*** Data extract

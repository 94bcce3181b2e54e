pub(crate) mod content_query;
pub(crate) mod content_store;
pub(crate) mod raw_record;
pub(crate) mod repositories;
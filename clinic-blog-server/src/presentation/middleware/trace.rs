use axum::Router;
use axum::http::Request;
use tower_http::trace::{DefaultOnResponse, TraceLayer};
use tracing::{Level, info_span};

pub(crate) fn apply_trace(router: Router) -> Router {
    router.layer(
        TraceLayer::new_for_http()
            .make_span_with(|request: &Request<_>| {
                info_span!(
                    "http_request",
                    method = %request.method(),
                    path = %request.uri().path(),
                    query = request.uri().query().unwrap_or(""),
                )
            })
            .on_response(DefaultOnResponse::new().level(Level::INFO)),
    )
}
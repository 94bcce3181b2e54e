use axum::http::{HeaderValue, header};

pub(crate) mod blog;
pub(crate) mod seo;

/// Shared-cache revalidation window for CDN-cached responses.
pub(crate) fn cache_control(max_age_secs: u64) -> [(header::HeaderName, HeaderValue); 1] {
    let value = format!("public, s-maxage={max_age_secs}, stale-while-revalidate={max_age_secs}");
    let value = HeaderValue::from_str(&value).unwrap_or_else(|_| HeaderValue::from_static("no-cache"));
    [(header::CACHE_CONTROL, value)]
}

******

*Problem description*
Extract each line of the listing above, copying it word for word.

*Written reply*
repository 94bcce3181b2e54e
pub(crate) mod content_query;
pub(crate) mod content_store;
pub(crate) mod raw_record;
pub(crate) mod repositories;
filename clinic-blog-server/src/presentation/middleware/trace.rs
use axum::Router;
use axum::http::Request;
use tower_http::trace::{DefaultOnResponse, TraceLayer};
use tracing::{Level, info_span};

pub(crate) fn apply_trace(router: Router) -> Router {
    router.layer(
        TraceLayer::new_for_http()
            .make_span_with(|request: &Request<_>| {
                info_span!(
                    "http_request",
                    method = %request.method(),
                    path = %request.uri().path(),
                    query = request.uri().query().unwrap_or(""),
                )
            })
            .on_response(DefaultOnResponse::new().level(Level::INFO)),
    )
}
repository 94bcce3181b2e54e
use axum::http::{HeaderValue, header};

pub(crate) mod blog;
pub(crate) mod seo;

/// Shared-cache revalidation window for CDN-cached responses.
pub(crate) fn cache_control(max_age_secs: u64) -> [(header::HeaderName, HeaderValue); 1] {
    let value = format!("public, s-maxage={max_age_secs}, stale-while-revalidate={max_age_secs}");
    let value = HeaderValue::from_str(&value).unwrap_or_else(|_| HeaderValue::from_static("no-cache"));
    [(header::CACHE_CONTROL, value)]
}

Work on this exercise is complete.